Father’s Day to most people means a time to celebrate a father that loved them throughout their childhood and was a role model for the person they are today. Most people are excited to recognize fathers who stand by their side, showing them how much they are loved.

What is Father’s Day to someone who grow up without a dad, someone who loves them? How should someone celebrate Father’s Day if they were abused throughout their teenage years? What about if someone’s dad left their family to marry someone else, starting a new life without their children? These are all very real questions that need to be asked in 2017. Father’s Day to some people is a curse, a reminder of how much their Father let them down.

I was 4 years old when I first met the man who I would call dad. His name was Robert and he was a business owner of a trucking mechanic business and was someone who spent all of his time helping men with their tractor trailers. I remember him being a nice guy who enjoy hanging out with my sister and I. Sadly, when I was 7, my mom and dad was divorced and my dad took off. During this time, he PROMISED that he would come back around and take my sister and I out to eat.
In 1996, my dad visited my family during the calling hours for my grandmother and finally took my sister and I out to eat. Sadly, in 2001 my dad took his life and ended my chance of ever meeting and understanding my dad as an adult.

Fatherhood is something that so many people take lightly. 16 years later, it still hurts. I now have 2 girls myself that I make a goal to show and tell them about how much I love daily. While I am far from perfect, I understand that what I say and do today makes a huge difference in who they are tomorrow.

For me, Father’s Day was pretty much ruined by my dad, someone who was supposed to be there while I was growing up. Someone who should have shown me how to throw a baseball. Someone who should have taught me how to shoot a gun. Someone who gave me a ton of hugs and kisses and taught me how to be a man.

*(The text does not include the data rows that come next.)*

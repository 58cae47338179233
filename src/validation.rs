//! Field-level validation of JSON request bodies.

use std::collections::BTreeMap;

use serde_json::{Map, Value};

/// Field name → human-readable messages, serialized as-is in 400 responses.
pub type FieldErrors = BTreeMap<String, Vec<String>>;

pub const REQUIRED: &str = "This field is required.";
pub const NOT_NULL: &str = "This field may not be null.";
pub const NOT_BLANK: &str = "This field may not be blank.";
pub const INVALID_NUMBER: &str = "A valid number is required.";
pub const INVALID_STRING: &str = "Not a valid string.";

pub fn add_error(errors: &mut FieldErrors, field: &str, message: impl Into<String>) {
    errors
        .entry(field.to_owned())
        .or_default()
        .push(message.into());
}

/// One field of a request body, distinguishing "not sent" from "sent as null".
#[derive(Debug, Clone, PartialEq)]
pub enum Patch<T> {
    Missing,
    Null,
    Value(T),
}

impl<T> Patch<T> {
    pub fn is_missing(&self) -> bool {
        matches!(self, Patch::Missing)
    }

    /// `Missing` → `None`, `Null` → `Some(None)`, `Value(v)` → `Some(Some(v))`.
    pub fn into_change(self) -> Option<Option<T>> {
        match self {
            Patch::Missing => None,
            Patch::Null => Some(None),
            Patch::Value(v) => Some(Some(v)),
        }
    }

    /// Like `into_change`, but an explicit null reads as "not supplied".
    pub fn into_value(self) -> Option<T> {
        match self {
            Patch::Value(v) => Some(v),
            Patch::Missing | Patch::Null => None,
        }
    }
}

/// Adds a "required" error when the field was not supplied at all.
pub fn require<T>(patch: &Patch<T>, field: &str, errors: &mut FieldErrors) {
    if patch.is_missing() {
        add_error(errors, field, REQUIRED);
    }
}

/// Non-null, non-blank text of at most `max_len` characters, trimmed.
/// Numbers are accepted and converted to their decimal form.
pub fn text_field(
    body: &Map<String, Value>,
    field: &str,
    max_len: usize,
    errors: &mut FieldErrors,
) -> Patch<String> {
    let raw = match body.get(field) {
        None => return Patch::Missing,
        Some(Value::Null) => {
            add_error(errors, field, NOT_NULL);
            return Patch::Null;
        }
        Some(Value::String(s)) => s.trim().to_owned(),
        Some(Value::Number(n)) => n.to_string(),
        Some(_) => {
            add_error(errors, field, INVALID_STRING);
            return Patch::Missing;
        }
    };

    if raw.is_empty() {
        add_error(errors, field, NOT_BLANK);
        return Patch::Missing;
    }
    if raw.chars().count() > max_len {
        add_error(
            errors,
            field,
            format!("Ensure this field has no more than {max_len} characters."),
        );
        return Patch::Missing;
    }

    Patch::Value(raw)
}

/// Nullable finite number. Numeric strings are accepted.
pub fn number_field(body: &Map<String, Value>, field: &str, errors: &mut FieldErrors) -> Patch<f64> {
    let parsed = match body.get(field) {
        None => return Patch::Missing,
        Some(Value::Null) => return Patch::Null,
        Some(Value::Number(n)) => n.as_f64(),
        Some(Value::String(s)) => s.trim().parse::<f64>().ok(),
        Some(_) => None,
    };

    match parsed.filter(|v| v.is_finite()) {
        Some(v) => Patch::Value(v),
        None => {
            add_error(errors, field, INVALID_NUMBER);
            Patch::Missing
        }
    }
}

#[cfg(test)]
mod tests {
    use serde_json::json;

    use super::*;

    fn body(v: Value) -> Map<String, Value> {
        v.as_object().cloned().unwrap()
    }

    #[test]
    fn text_field_states() {
        let mut errors = FieldErrors::new();
        let b = body(json!({ "name": "  System 1 ", "count": 12 }));

        assert_eq!(
            text_field(&b, "name", 512, &mut errors),
            Patch::Value("System 1".to_owned())
        );
        assert_eq!(
            text_field(&b, "count", 512, &mut errors),
            Patch::Value("12".to_owned())
        );
        assert_eq!(text_field(&b, "absent", 512, &mut errors), Patch::Missing);
        assert!(errors.is_empty());
    }

    #[test]
    fn text_field_rejects_null_blank_long_and_wrong_type() {
        let mut errors = FieldErrors::new();
        let b = body(json!({
            "a": null,
            "b": "   ",
            "c": "abcdef",
            "d": true,
        }));

        text_field(&b, "a", 5, &mut errors);
        text_field(&b, "b", 5, &mut errors);
        text_field(&b, "c", 5, &mut errors);
        text_field(&b, "d", 5, &mut errors);

        assert_eq!(errors["a"], vec![NOT_NULL]);
        assert_eq!(errors["b"], vec![NOT_BLANK]);
        assert_eq!(
            errors["c"],
            vec!["Ensure this field has no more than 5 characters."]
        );
        assert_eq!(errors["d"], vec![INVALID_STRING]);
    }

    #[test]
    fn number_field_states() {
        let mut errors = FieldErrors::new();
        let b = body(json!({ "ph": 6.5, "tds": "500", "temperature": null }));

        assert_eq!(number_field(&b, "ph", &mut errors), Patch::Value(6.5));
        assert_eq!(number_field(&b, "tds", &mut errors), Patch::Value(500.0));
        assert_eq!(number_field(&b, "temperature", &mut errors), Patch::Null);
        assert_eq!(number_field(&b, "missing", &mut errors), Patch::Missing);
        assert!(errors.is_empty());
    }

    #[test]
    fn number_field_rejects_garbage() {
        let mut errors = FieldErrors::new();
        let b = body(json!({ "ph": "acidic", "tds": [1], "temperature": "NaN" }));

        number_field(&b, "ph", &mut errors);
        number_field(&b, "tds", &mut errors);
        number_field(&b, "temperature", &mut errors);

        assert_eq!(errors.len(), 3);
        assert!(errors.values().all(|m| m == &vec![INVALID_NUMBER]));
    }

    #[test]
    fn patch_conversions() {
        assert_eq!(Patch::<f64>::Missing.into_change(), None);
        assert_eq!(Patch::<f64>::Null.into_change(), Some(None));
        assert_eq!(Patch::Value(1.0).into_change(), Some(Some(1.0)));
        assert_eq!(Patch::<f64>::Null.into_value(), None);
    }

    #[test]
    fn require_flags_missing_only() {
        let mut errors = FieldErrors::new();
        require(&Patch::<i64>::Missing, "hydroponics", &mut errors);
        require(&Patch::Value(1), "other", &mut errors);
        assert_eq!(errors.len(), 1);
        assert_eq!(errors["hydroponics"], vec![REQUIRED]);
    }
}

Instead, for me, Father’s Day is kid day. This means that it is a day that I can celebrate my children, showing them how important they are. I get a chance to set a day aside and show them that they mean the world to me. I can show them Letters, Numbers and read to them (my girls are 2 and 4 years old). Since Father’s Day bring nothing but pain, questions and sometimes confusion, I use this opportunity to celebrate and show my children how important they truly are so that they do not repeat the same mistakes that my dad did when they grow up. Someone once said, let’s make America great again…. The way to start making America great again, starts and ends with the family and the hope that each member of the family has.

What does Father’s Day mean to you?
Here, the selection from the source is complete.